Added Zibanejad, who leads the Rangers with seven points, “I think that’s going to be huge for us and it has been huge and we noticed that in this series. We have four good lines that can play against any other opponent’s lines and do a good job defensively and offensively. That’s huge for us.”

It’s Vincent Trocheck who has arguably been the Blueshirts’ best forward. In Games 1 and 2 at Madison Square Garden, it was his line with Alexis Lafrenière and Panarin along with, of course, defensemen Adam Fox and Ryan Lindgren that mostly smothered Alex Ovechkin.

Ovechkin was such a non-factor in New York, Capitals coach Spencer Carbery did everything to free him from those five players in Washington.

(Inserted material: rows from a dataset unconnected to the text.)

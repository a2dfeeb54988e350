use std::path::PathBuf;

use log::warn;
use serde::{Deserialize, Serialize};
use tokio::time::Duration;

use crate::tail::{EncodingOptions, TextEncoding};

/// Monitoring configuration. Treated as an immutable value: the monitor swaps
/// the whole thing, never individual fields.
#[derive(Debug, Clone, Serialize, Deserialize, PartialEq)]
#[serde(rename_all = "camelCase", default)]
pub struct MonitorConfig {
    pub log_file_path: PathBuf,
    pub poll_interval_ms: u64,
    pub max_retained_entries: usize,
    pub use_change_notifier: bool,
    pub warning_ratio_threshold: f64,
    pub error_ratio_threshold: f64,
    pub auto_detect_encoding: bool,
    pub fallback_encoding: String,
}

impl Default for MonitorConfig {
    fn default() -> Self {
        Self {
            log_file_path: PathBuf::new(),
            poll_interval_ms: 1000,
            max_retained_entries: 10_000,
            use_change_notifier: true,
            warning_ratio_threshold: 0.5,
            error_ratio_threshold: 1.0,
            auto_detect_encoding: true,
            fallback_encoding: "utf-8".into(),
        }
    }
}

impl MonitorConfig {
    pub fn with_log_file(path: impl Into<PathBuf>) -> Self {
        Self {
            log_file_path: path.into(),
            ..Self::default()
        }
    }

    /// Every rule violation, in a fixed order. Empty means valid.
    pub fn validate(&self) -> Vec<String> {
        let mut violations = Vec::new();

        if self.poll_interval_ms == 0 {
            violations.push("poll interval must be greater than zero".to_string());
        }
        if self.max_retained_entries == 0 {
            violations.push("max retained entries must be greater than zero".to_string());
        }
        // `!(x >= 0.0)` also rejects NaN.
        if !(self.warning_ratio_threshold >= 0.0) {
            violations.push(format!(
                "warning ratio threshold must be >= 0 (got {})",
                self.warning_ratio_threshold
            ));
        }
        if !(self.error_ratio_threshold >= 0.0) {
            violations.push(format!(
                "error ratio threshold must be >= 0 (got {})",
                self.error_ratio_threshold
            ));
        }
        if !(self.error_ratio_threshold > self.warning_ratio_threshold) {
            violations.push(format!(
                "error ratio threshold ({}) must be greater than warning ratio threshold ({})",
                self.error_ratio_threshold, self.warning_ratio_threshold
            ));
        }
        if self.fallback_encoding.trim().is_empty() {
            violations.push("fallback encoding must not be empty".to_string());
        }

        violations
    }

    pub fn is_valid(&self) -> bool {
        self.validate().is_empty()
    }

    pub fn poll_interval(&self) -> Duration {
        Duration::from_millis(self.poll_interval_ms)
    }

    pub fn encoding_options(&self) -> EncodingOptions {
        let fallback = TextEncoding::from_label(&self.fallback_encoding).unwrap_or_else(|| {
            warn!(
                "Unrecognised fallback encoding '{}'; using utf-8",
                self.fallback_encoding
            );
            TextEncoding::Utf8
        });

        EncodingOptions {
            auto_detect: self.auto_detect_encoding,
            fallback,
        }
    }
}
use clap::Parser;

#[tokio::main]
async fn main() -> anyhow::Result<()> {
    stackwatch_lib::run(stackwatch_lib::Cli::parse()).await
}
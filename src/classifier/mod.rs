pub mod aggregate;
pub mod rules;

pub use aggregate::{aggregate, aggregate_lines};
pub use rules::{classify, classify_all};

Ovechkin finished with four shots in Game 3, but in Game 4, Carbery skated Ovechkin on a line with Sonny Milano and Hendrix Lapierre and deployed him for a shockingly low 14 minutes, 51 seconds — 10:47 at even-strength.

For the first time in Ovechkin’s Hall of Fame career, he was held without a point in a playoff series and without a point in a postseason. He had one or fewer shots in three of the four games.

“It’s always tough to lose a series, especially we have pretty good chances,” said Ovechkin. “We just didn’t score. Our line didn’t score lots of goals and me, I didn’t play well, so it’s kind of sucks that we played bad.”

Trocheck, who scored power-play goals in Games 3 and 4, assisted on Barclay Goodrow’s shorthanded winner in Game 3 and on Sunday night also drew a penalty that led to Panarin’s winner, broke up a potential power-play golden opportunity by Ovechkin in the second.

“He’s been doing it for so long,” Trocheck said. “He’s arguably one of the best, if not the best, goal-scorers of all time and you have to pay a little bit more attention to him on the penalty kill. And that can’t be easy for him. Obviously we’re extremely focused on him, so it’s no shot at him. He’s a great hockey player and we’re just a little bit extra focused on him.”

All series, the Rangers did a tremendous job having few breakdowns when Ovechkin was on the ice at five-on-five and during the penalty kill. As Zibanejad said, that’s when Ovechkin gets free to get his shot off.

“We were doing a good job on the penalty kill, making sure that we stayed close to him,” he said. “But not only that, the rest of the three guys, the pressure that we put, the way we work together, that doesn’t allow them to break us down and get him open. That’s usually what happens, he gets open when there is a breakdown. We did a good job there and then just staying tight on him. You know when he’s out there.”

So give the Rangers credit. They were superior against the Capitals in every facet in all four games. And as good as they are, that’s no easy task, especially in raucous Washington, where the atmosphere was lively in Games 3 and 4 as Rangers fans and Capitals fans tried to out-chant each other.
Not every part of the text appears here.